// Copyright 2022 SphereEx Authors
//
// Licensed under the Apache License, Version 2.0 (the "License");
// you may not use this file except in compliance with the License.
// You may obtain a copy of the License at
//
//     http://www.apache.org/licenses/LICENSE-2.0
//
// Unless required by applicable law or agreed to in writing, software
// distributed under the License is distributed on an "AS IS" BASIS,
// WITHOUT WARRANTIES OR CONDITIONS OF ANY KIND, either express or implied.
// See the License for the specific language governing permissions and
// limitations under the License.

//! Parsed statement as handed over by the parser. Only the parts routing and
//! rewriting need are modelled: the statement kind, table and index tokens
//! with their byte spans, the predicate tree and the insert values.

use lazy_static::lazy_static;
use regex::Regex;

use crate::value::Value;

/// Byte range `[start, end)` of a token inside the raw sql.
#[derive(Debug, Clone, Copy, PartialEq, Eq, Hash, PartialOrd, Ord)]
pub struct Span {
    start: usize,
    end: usize,
}

impl Span {
    pub fn new(start: usize, end: usize) -> Self {
        Span { start, end }
    }

    pub fn start(&self) -> usize {
        self.start
    }

    pub fn end(&self) -> usize {
        self.end
    }

    pub fn len(&self) -> usize {
        self.end - self.start
    }

    pub fn is_empty(&self) -> bool {
        self.start == self.end
    }
}

#[derive(Debug, Clone, Copy, PartialEq, Eq)]
pub enum StatementKind {
    Select,
    Insert,
    Update,
    Delete,
    Ddl,
    Other,
}

impl StatementKind {
    pub fn is_query(&self) -> bool {
        matches!(self, StatementKind::Select)
    }

    pub fn is_write(&self) -> bool {
        !self.is_query()
    }
}

/// One occurrence of a logic table in the sql. The span covers the whole,
/// possibly schema qualified and quoted, reference.
#[derive(Debug, Clone, PartialEq)]
pub struct TableToken {
    pub span: Span,
    pub schema: Option<String>,
    pub name: String,
    pub alias: Option<String>,
}

/// One occurrence of a logic index, `table` is known for `CREATE INDEX .. ON t`.
#[derive(Debug, Clone, PartialEq)]
pub struct IndexToken {
    pub span: Span,
    pub name: String,
    pub table: Option<String>,
}

#[derive(Debug, Clone, PartialEq)]
pub struct Column {
    pub name: String,
    // Table name or alias qualifying the column.
    pub owner: Option<String>,
}

impl Column {
    pub fn new(name: &str) -> Self {
        Column { name: name.to_string(), owner: None }
    }

    pub fn owned(owner: &str, name: &str) -> Self {
        Column { name: name.to_string(), owner: Some(owner.to_string()) }
    }
}

#[derive(Debug, Clone, PartialEq)]
pub enum Expr {
    Literal(Value),
    // Zero based index of a `?` placeholder.
    Param(usize),
}

impl Expr {
    pub fn param(idx: usize) -> Self {
        Expr::Param(idx)
    }

    pub fn literal(val: impl Into<Value>) -> Self {
        Expr::Literal(val.into())
    }
}

#[derive(Debug, Clone, Copy, PartialEq, Eq)]
pub enum CompareOp {
    Eq,
    NotEq,
    Lt,
    LtEq,
    Gt,
    GtEq,
}

#[derive(Debug, Clone, PartialEq)]
pub enum Predicate {
    And(Vec<Predicate>),
    Or(Vec<Predicate>),
    Compare { column: Column, op: CompareOp, value: Expr },
    In { column: Column, values: Vec<Expr> },
    Between { column: Column, low: Expr, high: Expr },
    // Any expression routing cannot use.
    Opaque,
}

impl Predicate {
    pub fn eq(column: Column, value: Expr) -> Self {
        Predicate::Compare { column, op: CompareOp::Eq, value }
    }

    pub fn compare(column: Column, op: CompareOp, value: Expr) -> Self {
        Predicate::Compare { column, op, value }
    }

    pub fn in_list(column: Column, values: Vec<Expr>) -> Self {
        Predicate::In { column, values }
    }

    pub fn between(column: Column, low: Expr, high: Expr) -> Self {
        Predicate::Between { column, low, high }
    }
}

#[derive(Debug, Clone, PartialEq)]
pub struct InsertRow {
    // Covers `( ... )` including both parentheses.
    pub span: Span,
    pub values: Vec<Expr>,
}

impl InsertRow {
    pub fn param_indexes(&self) -> impl Iterator<Item = usize> + '_ {
        self.values.iter().filter_map(|x| match x {
            Expr::Param(idx) => Some(*idx),
            _ => None,
        })
    }
}

#[derive(Debug, Clone, PartialEq)]
pub struct InsertClause {
    pub columns: Vec<String>,
    // Offset of the `)` closing the column list, `None` when the list is omitted.
    pub columns_end: Option<usize>,
    pub rows: Vec<InsertRow>,
}

impl InsertClause {
    pub fn column_index(&self, column: &str) -> Option<usize> {
        self.columns.iter().position(|x| unquote(x).eq_ignore_ascii_case(column))
    }

    pub fn has_params(&self) -> bool {
        self.rows.iter().any(|x| x.param_indexes().next().is_some())
    }
}

#[derive(Debug, Clone, PartialEq)]
pub struct ParsedStatement {
    pub sql: String,
    pub kind: StatementKind,
    pub tables: Vec<TableToken>,
    pub indexes: Vec<IndexToken>,
    pub predicate: Option<Predicate>,
    pub insert: Option<InsertClause>,
}

impl ParsedStatement {
    pub fn new(sql: &str, kind: StatementKind) -> Self {
        ParsedStatement {
            sql: sql.to_string(),
            kind,
            tables: vec![],
            indexes: vec![],
            predicate: None,
            insert: None,
        }
    }

    pub fn builder(sql: &str, kind: StatementKind) -> StatementBuilder {
        StatementBuilder {
            stmt: ParsedStatement::new(sql, kind),
            tables: vec![],
            indexes: vec![],
            pending_insert: None,
        }
    }

    /// Logic table names in order of first appearance, lower cased.
    pub fn logic_tables(&self) -> Vec<String> {
        let mut tables: Vec<String> = vec![];
        for token in self.tables.iter() {
            let name = token.name.to_ascii_lowercase();
            if !tables.contains(&name) {
                tables.push(name);
            }
        }
        tables
    }

    /// Name and aliases a table is referenced with.
    pub fn table_refs(&self, logic_table: &str) -> Vec<&str> {
        let mut refs = vec![];
        for token in self.tables.iter().filter(|x| x.name.eq_ignore_ascii_case(logic_table)) {
            if !refs.contains(&token.name.as_str()) {
                refs.push(token.name.as_str());
            }
            if let Some(alias) = &token.alias {
                if !refs.contains(&alias.as_str()) {
                    refs.push(alias.as_str());
                }
            }
        }
        refs
    }
}

pub(crate) fn unquote(name: &str) -> &str {
    name.trim_matches(|c| c == '`' || c == '"')
}

#[derive(Debug, thiserror::Error)]
pub enum StatementError {
    #[error("table {0:?} does not occur in sql")]
    TableNotFound(String),

    #[error("index {0:?} does not occur in sql")]
    IndexNotFound(String),

    #[error("expect {expect} values rows, found {found}")]
    InsertRowsNotFound { expect: usize, found: usize },
}

/// Locates token spans by scanning the sql text, for collaborators that know
/// table names but not their positions.
pub struct StatementBuilder {
    stmt: ParsedStatement,
    tables: Vec<(String, Option<String>)>,
    indexes: Vec<(String, Option<String>)>,
    pending_insert: Option<(Vec<String>, Vec<Vec<Expr>>)>,
}

impl StatementBuilder {
    /// Registers every occurrence of `name`, including column qualifiers.
    pub fn table(mut self, name: &str) -> Self {
        self.tables.push((name.to_string(), None));
        self
    }

    pub fn table_with_alias(mut self, name: &str, alias: &str) -> Self {
        self.tables.push((name.to_string(), Some(alias.to_string())));
        self
    }

    pub fn index(mut self, name: &str, table: Option<&str>) -> Self {
        self.indexes.push((name.to_string(), table.map(|x| x.to_string())));
        self
    }

    pub fn predicate(mut self, predicate: Predicate) -> Self {
        self.stmt.predicate = Some(predicate);
        self
    }

    pub fn insert(mut self, columns: &[&str], rows: Vec<Vec<Expr>>) -> Self {
        self.pending_insert = Some((columns.iter().map(|x| x.to_string()).collect(), rows));
        self
    }

    pub fn build(mut self) -> Result<ParsedStatement, StatementError> {
        for (name, alias) in self.tables.iter() {
            let spans = find_word_spans(&self.stmt.sql, name);
            if spans.is_empty() {
                return Err(StatementError::TableNotFound(name.clone()));
            }

            for span in spans {
                let (span, schema) = extend_schema(&self.stmt.sql, span);
                self.stmt.tables.push(TableToken {
                    span,
                    schema,
                    name: name.clone(),
                    alias: alias.clone(),
                });
            }
        }
        self.stmt.tables.sort_by_key(|x| x.span);

        for (name, table) in self.indexes.iter() {
            let spans = find_word_spans(&self.stmt.sql, name);
            if spans.is_empty() {
                return Err(StatementError::IndexNotFound(name.clone()));
            }

            for span in spans {
                self.stmt.indexes.push(IndexToken { span, name: name.clone(), table: table.clone() });
            }
        }

        if let Some((columns, rows)) = self.pending_insert.take() {
            let table_end = self.stmt.tables.first().map(|x| x.span.end()).unwrap_or(0);
            let (columns_end, row_spans) = locate_insert(&self.stmt.sql, table_end);
            if row_spans.len() != rows.len() {
                return Err(StatementError::InsertRowsNotFound {
                    expect: rows.len(),
                    found: row_spans.len(),
                });
            }

            let rows = rows
                .into_iter()
                .zip(row_spans)
                .map(|(values, span)| InsertRow { span, values })
                .collect();
            self.stmt.insert = Some(InsertClause {
                columns,
                columns_end,
                rows,
            });
        }

        Ok(self.stmt)
    }
}

// Occurrences of `word` outside of string literals.
fn find_word_spans(sql: &str, word: &str) -> Vec<Span> {
    let pattern = format!(r#"[`"]?\b{}\b[`"]?"#, regex::escape(word));
    let re = match Regex::new(&pattern) {
        Ok(re) => re,
        Err(_) => return vec![],
    };

    let literals = string_literals(sql);
    re.find_iter(sql)
        .filter(|m| !literals.iter().any(|x| m.start() < x.end() && x.start() < m.end()))
        .map(|m| Span::new(m.start(), m.end()))
        .collect()
}

// Single quoted literals, quotes included. `''` and backslash escapes stay
// inside the literal.
fn string_literals(sql: &str) -> Vec<Span> {
    let bytes = sql.as_bytes();
    let mut res = vec![];
    let mut start: Option<usize> = None;
    let mut idx = 0;
    while idx < bytes.len() {
        match (start, bytes[idx]) {
            (None, b'\'') => start = Some(idx),
            (Some(_), b'\\') => idx += 1,
            (Some(open), b'\'') => {
                if bytes.get(idx + 1) == Some(&b'\'') {
                    idx += 1;
                } else {
                    res.push(Span::new(open, idx + 1));
                    start = None;
                }
            }
            _ => {}
        }
        idx += 1;
    }

    if let Some(open) = start {
        res.push(Span::new(open, bytes.len()));
    }
    res
}

// Widens `t` to `db.t` when the table is schema qualified.
fn extend_schema(sql: &str, span: Span) -> (Span, Option<String>) {
    let prefix = &sql[..span.start()];
    if !prefix.ends_with('.') {
        return (span, None);
    }

    let head = &prefix[..prefix.len() - 1];
    let schema_start = head
        .char_indices()
        .rev()
        .find(|(_, c)| !(c.is_ascii_alphanumeric() || *c == '_' || *c == '`' || *c == '"'))
        .map(|(idx, c)| idx + c.len_utf8())
        .unwrap_or(0);

    if schema_start == head.len() {
        return (span, None);
    }

    let schema = unquote(&head[schema_start..]).to_string();
    (Span::new(schema_start, span.end()), Some(schema))
}

// Returns the closing offset of the column list and the spans of all rows.
fn locate_insert(sql: &str, table_end: usize) -> (Option<usize>, Vec<Span>) {
    lazy_static! {
        static ref VALUES: Regex = Regex::new(r"(?i)\bvalues?\b").unwrap();
    }

    // The column list directly follows the table name, VALUES comes after it.
    let rest = &sql[table_end..];
    let open = table_end + (rest.len() - rest.trim_start().len());
    let columns_end = match sql.as_bytes().get(open) {
        Some(b'(') => match matching_paren(sql, open) {
            Some(close) => Some(close),
            None => return (None, vec![]),
        },
        _ => None,
    };

    let search_from = columns_end.map(|x| x + 1).unwrap_or(table_end);
    let values_at = match VALUES.find_at(sql, search_from) {
        Some(m) => m,
        None => return (None, vec![]),
    };

    let bytes = sql.as_bytes();
    let mut rows = vec![];
    let mut pos = values_at.end();
    loop {
        while pos < bytes.len() && bytes[pos].is_ascii_whitespace() {
            pos += 1;
        }
        if pos >= bytes.len() || bytes[pos] != b'(' {
            break;
        }

        match matching_paren(sql, pos) {
            Some(close) => {
                rows.push(Span::new(pos, close + 1));
                pos = close + 1;
            }
            None => break,
        }

        while pos < bytes.len() && bytes[pos].is_ascii_whitespace() {
            pos += 1;
        }
        if pos < bytes.len() && bytes[pos] == b',' {
            pos += 1;
        } else {
            break;
        }
    }

    (columns_end, rows)
}

fn matching_paren(sql: &str, open: usize) -> Option<usize> {
    let mut depth = 0;
    let mut quote: Option<u8> = None;
    for (idx, b) in sql.as_bytes().iter().enumerate().skip(open) {
        match quote {
            Some(q) if *b == q => quote = None,
            Some(_) => {}
            None => match b {
                b'\'' | b'"' | b'`' => quote = Some(*b),
                b'(' => depth += 1,
                b')' => {
                    depth -= 1;
                    if depth == 0 {
                        return Some(idx);
                    }
                }
                _ => {}
            },
        }
    }
    None
}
____
### PROBLEM REQUIREMENTS
Each line above that contains the word "ParsedStatement" should be copied.

### TASK SOLUTION
pub struct ParsedStatement {
impl ParsedStatement {
        ParsedStatement {
            stmt: ParsedStatement::new(sql, kind),
    stmt: ParsedStatement,
    pub fn build(mut self) -> Result<ParsedStatement, StatementError> {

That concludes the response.